What you need to do>
Search the records for "SharedStore". Report every line where it occurs.

Stored data
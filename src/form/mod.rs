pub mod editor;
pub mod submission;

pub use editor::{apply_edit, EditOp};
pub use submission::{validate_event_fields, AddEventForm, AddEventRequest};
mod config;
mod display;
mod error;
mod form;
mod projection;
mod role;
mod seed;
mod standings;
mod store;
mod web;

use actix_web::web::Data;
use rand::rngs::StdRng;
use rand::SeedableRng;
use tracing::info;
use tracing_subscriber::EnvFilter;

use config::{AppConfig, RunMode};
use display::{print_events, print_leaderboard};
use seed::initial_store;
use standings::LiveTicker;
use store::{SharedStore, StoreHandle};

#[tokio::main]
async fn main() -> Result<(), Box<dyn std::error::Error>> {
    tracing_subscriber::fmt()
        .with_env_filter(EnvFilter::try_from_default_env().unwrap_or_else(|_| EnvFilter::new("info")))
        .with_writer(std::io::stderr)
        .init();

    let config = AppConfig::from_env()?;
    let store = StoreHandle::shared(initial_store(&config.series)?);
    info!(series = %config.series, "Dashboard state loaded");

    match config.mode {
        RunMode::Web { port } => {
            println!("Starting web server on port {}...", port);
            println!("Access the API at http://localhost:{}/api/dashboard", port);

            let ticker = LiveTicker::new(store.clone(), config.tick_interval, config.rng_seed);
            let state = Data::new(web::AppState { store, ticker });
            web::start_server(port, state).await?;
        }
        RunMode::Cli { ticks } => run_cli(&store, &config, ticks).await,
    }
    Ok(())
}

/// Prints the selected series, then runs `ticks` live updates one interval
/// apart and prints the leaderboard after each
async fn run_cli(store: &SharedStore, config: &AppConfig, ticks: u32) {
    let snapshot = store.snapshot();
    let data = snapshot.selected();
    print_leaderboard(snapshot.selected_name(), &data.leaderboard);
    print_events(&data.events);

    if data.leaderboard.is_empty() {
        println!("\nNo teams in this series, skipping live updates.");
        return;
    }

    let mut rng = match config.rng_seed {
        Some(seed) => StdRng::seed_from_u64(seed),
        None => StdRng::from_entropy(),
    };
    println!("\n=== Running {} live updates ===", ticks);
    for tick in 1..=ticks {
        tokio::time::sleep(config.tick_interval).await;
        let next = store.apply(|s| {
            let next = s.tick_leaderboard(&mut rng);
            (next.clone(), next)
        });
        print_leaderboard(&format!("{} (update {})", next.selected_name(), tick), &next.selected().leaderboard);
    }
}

The answer>
use store::{SharedStore, StoreHandle};
async fn run_cli(store: &SharedStore, config: &AppConfig, ticks: u32) {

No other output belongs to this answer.